Smoking e-cigarettes as an alternative to smoking tobacco to keep the tar away may not be such a good idea after all. It has come to light that e-cigarette vapours contain a significant amount of toxic metals, which can be dangerous.
According to a study conducted by at Johns Hopkins Bloomberg School of Public Health, significant amounts of toxic metals, including lead, leaking from e-cigarette heating coils and are present in the aerosols inhaled by users.
In the study, the scientists examined e-cigarette devices owned by a sample of 56 users. They found that significant numbers of the devices generated aerosols with potentially unsafe levels of lead, chromium, manganese and/or nickel.
Chronic inhalation of these metals has been linked to lung, liver, immune, cardiovascular and brain damage, and even cancers.

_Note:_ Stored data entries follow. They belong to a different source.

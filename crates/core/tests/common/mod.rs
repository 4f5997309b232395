//! Shared fixtures for the service-engine test suites.
//!
//! Everything runs against the in-memory backend, so the suites exercise
//! the exact write-time invariants the services enforce (the store itself
//! enforces none).

use std::sync::Arc;

use serde_json::Value;

use bizdir_core::catalog::{self, EntityDescriptor};
use bizdir_core::directory::{StaticLanguages, StoreCategoryDirectory};
use bizdir_core::employee::EmployeeService;
use bizdir_core::payload::FieldMap;
use bizdir_core::service::{LocalizedEntityService, ServiceRegistry};
use bizdir_core::store::memory::{MemoryEmployeeStore, MemoryStore};
use bizdir_core::store::{LocalizedStore, NewBaseRecord};
use bizdir_core::types::DbId;

/// A category service over a fresh in-memory store.
pub fn category_service() -> LocalizedEntityService {
    service_for(&catalog::CATEGORY)
}

/// A service for an arbitrary catalog entity over a fresh store.
pub fn service_for(desc: &'static EntityDescriptor) -> LocalizedEntityService {
    LocalizedEntityService::new(
        desc,
        Arc::new(MemoryStore::new()),
        Arc::new(StaticLanguages::with_defaults()),
    )
}

/// A full registry, one in-memory store per entity.
pub fn registry() -> ServiceRegistry {
    ServiceRegistry::build(Arc::new(StaticLanguages::with_defaults()), |_| {
        Arc::new(MemoryStore::new())
    })
}

/// Employee service plus the job-title store it resolves codes against.
/// Job titles HIRED and FIRED are pre-provisioned; one category exists.
pub async fn employee_fixture() -> (EmployeeService, Arc<dyn LocalizedStore>, DbId) {
    let job_titles: Arc<dyn LocalizedStore> = Arc::new(MemoryStore::new());
    for code in ["HIRED", "FIRED", "engineer"] {
        job_titles
            .insert(NewBaseRecord {
                identity: code,
                og_image: None,
            })
            .await
            .unwrap();
    }

    let categories: Arc<dyn LocalizedStore> = Arc::new(MemoryStore::new());
    let category = categories
        .insert(NewBaseRecord {
            identity: "tech",
            og_image: None,
        })
        .await
        .unwrap();

    let service = EmployeeService::new(
        Arc::new(MemoryEmployeeStore::new()),
        Arc::clone(&job_titles),
        Arc::new(StoreCategoryDirectory::new(categories)),
        Arc::new(StaticLanguages::with_defaults()),
    );
    (service, job_titles, category.id)
}

/// Build a payload map from a `json!` object literal.
pub fn fields(value: Value) -> FieldMap {
    value.as_object().expect("payload must be an object").clone()
}

/// Pull the created record's id out of a response envelope.
pub fn created_id(envelope: &Value, desc: &EntityDescriptor) -> DbId {
    envelope[desc.entity_key][desc.id_field]
        .as_i64()
        .expect("envelope carries the new id")
}

/// Find the job title id for a code in the fixture store.
pub async fn job_title_id(store: &Arc<dyn LocalizedStore>, code: &str) -> DbId {
    store.find_by_identity(code).await.unwrap().unwrap().id
}
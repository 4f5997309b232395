//! Character-class and length validation for the directory's string fields.
//!
//! Each rule mirrors the constraint on the corresponding wire field:
//! identity slugs, translation names/descriptions, and the employee profile
//! fields. Empty required values surface as `MissingField` so a blank
//! identity reads as "required" rather than "badly formatted".

use std::sync::LazyLock;

use regex::Regex;

use crate::error::{DomainError, DomainResult};

static IDENTITY_RE: LazyLock<Regex> =
    LazyLock::new(|| Regex::new(r"^[A-Za-z0-9_-]+$").expect("valid regex"));

static NAME_RE: LazyLock<Regex> =
    LazyLock::new(|| Regex::new(r"^[A-Za-z0-9 _/-]+$").expect("valid regex"));

static PROFILE_NAME_RE: LazyLock<Regex> =
    LazyLock::new(|| Regex::new(r"^[A-Za-z0-9 ._-]+$").expect("valid regex"));

static HANDLE_RE: LazyLock<Regex> =
    LazyLock::new(|| Regex::new(r"^[A-Za-z0-9@:/._-]+$").expect("valid regex"));

/// Maximum length of a localized name.
pub const NAME_MAX: usize = 50;

/// Maximum length of a localized description.
pub const DESCRIPTION_MAX: usize = 500;

/// Maximum length of a social-media handle.
pub const HANDLE_MAX: usize = 100;

/// Validate a slug-like natural key (`CategoryLink`, `RoleStatusCode`, ...).
///
/// All-digit values are allowed here; only translation names reject them.
pub fn identity(field: &'static str, value: &str) -> DomainResult<()> {
    if value.is_empty() {
        return Err(DomainError::MissingField { field });
    }
    if !IDENTITY_RE.is_match(value) {
        return Err(DomainError::InvalidFormat(format!(
            "{field} may only contain letters, digits, underscores and dashes"
        )));
    }
    Ok(())
}

/// Validate a localized name: 1-50 chars of letters/digits/space/_/-//,
/// and not composed of digits alone.
pub fn translation_name(field: &'static str, value: &str) -> DomainResult<()> {
    if value.is_empty() {
        return Err(DomainError::MissingField { field });
    }
    if value.len() > NAME_MAX {
        return Err(DomainError::InvalidFormat(format!(
            "{field} must be at most {NAME_MAX} characters"
        )));
    }
    if !NAME_RE.is_match(value) {
        return Err(DomainError::InvalidFormat(format!(
            "{field} contains unsupported characters"
        )));
    }
    if value.chars().all(|c| c.is_ascii_digit()) {
        return Err(DomainError::InvalidFormat(format!(
            "{field} cannot consist of digits only"
        )));
    }
    Ok(())
}

/// Validate an optional localized description (<= 500 chars).
pub fn description(field: &'static str, value: &str) -> DomainResult<()> {
    if value.len() > DESCRIPTION_MAX {
        return Err(DomainError::InvalidFormat(format!(
            "{field} must be at most {DESCRIPTION_MAX} characters"
        )));
    }
    Ok(())
}

/// Validate an employee display name (same length rule as translation
/// names, slightly wider character class).
pub fn profile_name(field: &'static str, value: &str) -> DomainResult<()> {
    if value.is_empty() {
        return Err(DomainError::MissingField { field });
    }
    if value.len() > NAME_MAX {
        return Err(DomainError::InvalidFormat(format!(
            "{field} must be at most {NAME_MAX} characters"
        )));
    }
    if !PROFILE_NAME_RE.is_match(value) {
        return Err(DomainError::InvalidFormat(format!(
            "{field} contains unsupported characters"
        )));
    }
    if value.chars().all(|c| c.is_ascii_digit()) {
        return Err(DomainError::InvalidFormat(format!(
            "{field} cannot consist of digits only"
        )));
    }
    Ok(())
}

/// Validate a social-media handle or profile URL fragment.
pub fn social_handle(field: &'static str, value: &str) -> DomainResult<()> {
    if value.len() > HANDLE_MAX {
        return Err(DomainError::InvalidFormat(format!(
            "{field} must be at most {HANDLE_MAX} characters"
        )));
    }
    if !value.is_empty() && !HANDLE_RE.is_match(value) {
        return Err(DomainError::InvalidFormat(format!(
            "{field} contains unsupported characters"
        )));
    }
    Ok(())
}
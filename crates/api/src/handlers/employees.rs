//! Handlers for the `/employees` resource.
//!
//! Employees use typed DTOs rather than the dynamic payload maps of the
//! simple entities; `toggle-status` stays dynamic because its contract is
//! "this one field and nothing else".

use axum::body::Bytes;
use axum::extract::{Path, State};
use axum::http::{HeaderMap, StatusCode};
use axum::Json;
use serde_json::Value;

use bizdir_core::employee::{CreateEmployee, UpdateEmployee};
use bizdir_core::payload::FieldMap;
use bizdir_core::types::DbId;

use crate::error::AppResult;
use crate::handlers::image_extension;
use crate::state::AppState;

/// GET /api/v1/employees
pub async fn list(State(state): State<AppState>) -> AppResult<Json<Value>> {
    Ok(Json(state.employees.list().await?))
}

/// POST /api/v1/employees
pub async fn create(
    State(state): State<AppState>,
    Json(input): Json<CreateEmployee>,
) -> AppResult<(StatusCode, Json<Value>)> {
    let envelope = state.employees.create(input).await?;
    Ok((StatusCode::CREATED, Json(envelope)))
}

/// GET /api/v1/employees/{id}
pub async fn get_by_id(
    State(state): State<AppState>,
    Path(id): Path<DbId>,
) -> AppResult<Json<Value>> {
    Ok(Json(state.employees.get_by_id(id).await?))
}

/// PUT /api/v1/employees/{id}
pub async fn update(
    State(state): State<AppState>,
    Path(id): Path<DbId>,
    Json(input): Json<UpdateEmployee>,
) -> AppResult<Json<Value>> {
    Ok(Json(state.employees.update(id, input).await?))
}

/// POST /api/v1/employees/{id}/toggle-status
pub async fn toggle_status(
    State(state): State<AppState>,
    Path(id): Path<DbId>,
    Json(data): Json<FieldMap>,
) -> AppResult<Json<Value>> {
    Ok(Json(state.employees.toggle_status(id, &data).await?))
}

/// DELETE /api/v1/employees/{id}
pub async fn delete(
    State(state): State<AppState>,
    Path(id): Path<DbId>,
) -> AppResult<Json<Value>> {
    Ok(Json(state.employees.delete(id).await?))
}

/// PUT /api/v1/employees/{id}/og-image
pub async fn set_og_image(
    State(state): State<AppState>,
    Path(id): Path<DbId>,
    headers: HeaderMap,
    body: Bytes,
) -> AppResult<Json<Value>> {
    let extension = image_extension(&headers)?;
    Ok(Json(
        state
            .employees
            .set_og_image(id, state.og_images.as_ref(), &body, extension)
            .await?,
    ))
}
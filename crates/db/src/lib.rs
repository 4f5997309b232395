//! PostgreSQL persistence for the directory backend.
//!
//! Pool helpers plus the repository layer and the adapters that implement
//! the `bizdir-core` store traits. All nine simple entities are served by
//! one table-descriptor-driven repository; employees and languages have
//! dedicated ones.

use std::time::Duration;

use sqlx::postgres::PgPoolOptions;

pub mod models;
pub mod repositories;
pub mod stores;
pub mod tables;

/// Shared connection pool type.
pub type DbPool = sqlx::PgPool;

/// Create a connection pool against `database_url`.
pub async fn create_pool(database_url: &str) -> Result<DbPool, sqlx::Error> {
    PgPoolOptions::new()
        .max_connections(10)
        .acquire_timeout(Duration::from_secs(5))
        .connect(database_url)
        .await
}

/// Cheap connectivity probe.
pub async fn health_check(pool: &DbPool) -> Result<(), sqlx::Error> {
    sqlx::query("SELECT 1").execute(pool).await?;
    Ok(())
}

/// Apply all pending migrations from `crates/db/migrations`.
pub async fn run_migrations(pool: &DbPool) -> Result<(), sqlx::migrate::MigrateError> {
    sqlx::migrate!("./migrations").run(pool).await
}
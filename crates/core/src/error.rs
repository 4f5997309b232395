use crate::types::DbId;

/// Domain error taxonomy shared by every entity service.
///
/// Everything except [`DomainError::Unexpected`] is a client fault and maps
/// to a 4xx status at the HTTP boundary.
#[derive(Debug, thiserror::Error)]
pub enum DomainError {
    #[error("{field} is required")]
    MissingField { field: &'static str },

    #[error("{field} must be an integer")]
    InvalidType { field: &'static str },

    #[error("{0}")]
    InvalidFormat(String),

    #[error("{entity} with value '{value}' already exists")]
    Duplicate { entity: &'static str, value: String },

    #[error("{entity} already has a translation for language {language_id}")]
    DuplicateTranslation {
        entity: &'static str,
        language_id: DbId,
    },

    #[error("{entity} with id {id} not found")]
    NotFound { entity: &'static str, id: DbId },

    #[error("Unknown language: {0}")]
    UnknownLanguage(String),

    #[error("{field} cannot be modified")]
    ImmutableField { field: &'static str },

    #[error("Unknown field: {field}")]
    InvalidField { field: String },

    #[error("Validation failed: {0}")]
    Validation(String),

    #[error("Unexpected error: {0}")]
    Unexpected(String),
}

impl DomainError {
    /// Whether this error is the caller's fault (4xx) rather than ours (5xx).
    pub fn is_client_fault(&self) -> bool {
        !matches!(self, DomainError::Unexpected(_))
    }
}

/// Convenience alias used throughout the workspace.
pub type DomainResult<T> = Result<T, DomainError>;
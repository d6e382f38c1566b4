use tracing::debug;

use crate::relations::WordRelations;
use crate::LookupError;

const WORDS_API_URL: &str = "https://wordsapiv1.p.rapidapi.com/words";
const WORDS_API_HOST: &str = "wordsapiv1.p.rapidapi.com";

pub(crate) async fn fetch_relations(
    client: &reqwest::Client,
    api_key: &str,
    word: &str,
) -> Result<WordRelations, LookupError> {
    debug!(word, "querying the words api");
    let res = client
        .get(format!("{WORDS_API_URL}/{word}"))
        .header("X-RapidAPI-Key", api_key)
        .header("X-RapidAPI-Host", WORDS_API_HOST)
        .send()
        .await
        .map_err(LookupError::Fetch)?;
    if !res.status().is_success() {
        let status = res.status();
        let body = res.text().await.unwrap_or_default();
        return Err(LookupError::Status { status, body });
    }
    res.json::<WordRelations>()
        .await
        .map_err(LookupError::Deserialize)
}
use tracing::debug;

use crate::LookupError;

const BRITANNICA_URL: &str = "https://syndication.api.eb.com/production/article";

pub(crate) async fn fetch_article_xml(
    client: &reqwest::Client,
    api_key: &str,
    article_id: &str,
) -> Result<String, LookupError> {
    debug!(article_id, "fetching encyclopedia article");
    let res = client
        .get(format!("{BRITANNICA_URL}/{article_id}/xml"))
        .header("x-api-key", api_key)
        .send()
        .await
        .map_err(LookupError::Fetch)?;
    if !res.status().is_success() {
        let status = res.status();
        let body = res.text().await.unwrap_or_default();
        return Err(LookupError::Status { status, body });
    }
    res.text().await.map_err(LookupError::Deserialize)
}
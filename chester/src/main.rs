use std::path::PathBuf;

use lookup::{ApiKeys, Lookup};
use tracing_subscriber::EnvFilter;

use crate::dashboard::{Dashboard, DashboardState};
use crate::output_log::OutputLog;
use crate::title_index::TitleIndex;
use crate::utilities::input;

mod dashboard;
mod output_log;
mod render;
mod title_index;
mod utilities;

#[tokio::main]
async fn main() -> anyhow::Result<()> {
    tracing_subscriber::fmt()
        .with_env_filter(
            EnvFilter::try_from_default_env().unwrap_or_else(|_| EnvFilter::new("info")),
        )
        .init();

    let keys = ApiKeys {
        words_api: std::env::var("WORDS_API_KEY").unwrap_or_default(),
        collegiate: std::env::var("MERRIAM_WEBSTER_KEY").unwrap_or_default(),
        britannica: std::env::var("EB_API_KEY")
            .map(|key| key.trim().to_string())
            .unwrap_or_default(),
    };
    let articles_path = env_path("CHESTER_ARTICLES", "var/articles.json");
    let log_path = env_path("CHESTER_LOG", "var/chester_debug.log");

    let titles = TitleIndex::load(&articles_path);
    let log = OutputLog::new(log_path, output_log::DEFAULT_CAPACITY);
    let mut dashboard = Dashboard::new(Lookup::new(keys), titles, log);

    loop {
        let line = input(">> ")?;
        let line = line.trim();
        let mut command_parts = line.split_ascii_whitespace();
        if let Some(command) = command_parts.next() {
            match command {
                "exit" | "leave" | "quit" | "e" | "q" => {
                    break;
                }
                "define" | "find" => {
                    let word = command_parts.collect::<Vec<&str>>().join(" ");
                    if word.is_empty() {
                        println!("Nothing to look up.");
                    } else {
                        dashboard.submit_word(&word).await;
                    }
                }
                "articles" => {
                    let query = command_parts.collect::<Vec<&str>>().join(" ");
                    dashboard.search_titles(&query);
                    dashboard.print_matches();
                }
                "open" => match command_parts.next().map(str::parse::<usize>) {
                    Some(Ok(position)) if dashboard.state() != DashboardState::Idle => {
                        dashboard.select_article(position).await;
                    }
                    Some(Ok(_)) => {
                        println!("Nothing to open yet, look up a word first.");
                    }
                    _ => {
                        println!("Usage: open <number>.");
                    }
                },
                "log" => {
                    dashboard.print_log();
                }
                _ => {
                    println!("Unknown command {command}.");
                }
            }
        }
    }
    Ok(())
}

fn env_path(var: &str, default: &str) -> PathBuf {
    std::env::var(var)
        .map(PathBuf::from)
        .unwrap_or_else(|_| PathBuf::from(default))
}
use atty::Stream;
use lookup::TreeNode;
use termimad::{terminal_size, FmtText, MadSkin};

/// Renders a markdown body to the terminal, falling back to the raw text
/// when stdout is not a tty.
pub fn markdown(body: &str) {
    if atty::is(Stream::Stdout) {
        let skin = MadSkin::default();
        let formatted = FmtText::from(&skin, body, Some(markdown_width()));
        println!("{formatted}");
    } else {
        println!("{body}");
    }
}

fn markdown_width() -> usize {
    let (width, _) = terminal_size();
    width.max(60) as usize
}

/// Prints the definition hierarchy with two-space indentation per level.
pub fn tree(nodes: &[TreeNode]) {
    for node in nodes {
        tree_node(node, 0);
    }
}

fn tree_node(node: &TreeNode, depth: usize) {
    let indent = "  ".repeat(depth);
    println!("{indent}{}", node.label);
    for child in &node.children {
        tree_node(child, depth + 1);
    }
}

“It’s important for the FDA, the e-cigarette companies and vapers themselves to know that these heating coils, as currently made, seem to be leaking toxic metals – which then get into the aerosols that vapers inhale,” Ana María Rule, told New Atlas.
E-cigarettes typically use a battery-supplied electric current that passes through a metal coil to heat nicotine-containing “e-liquids,” creating an aerosol—a mix including vaporized e-liquid and tiny liquid droplets. Vaping, the practice of inhaling this aerosol as if it were cigarette smoke, is now popular especially among teens, young adults and former smokers.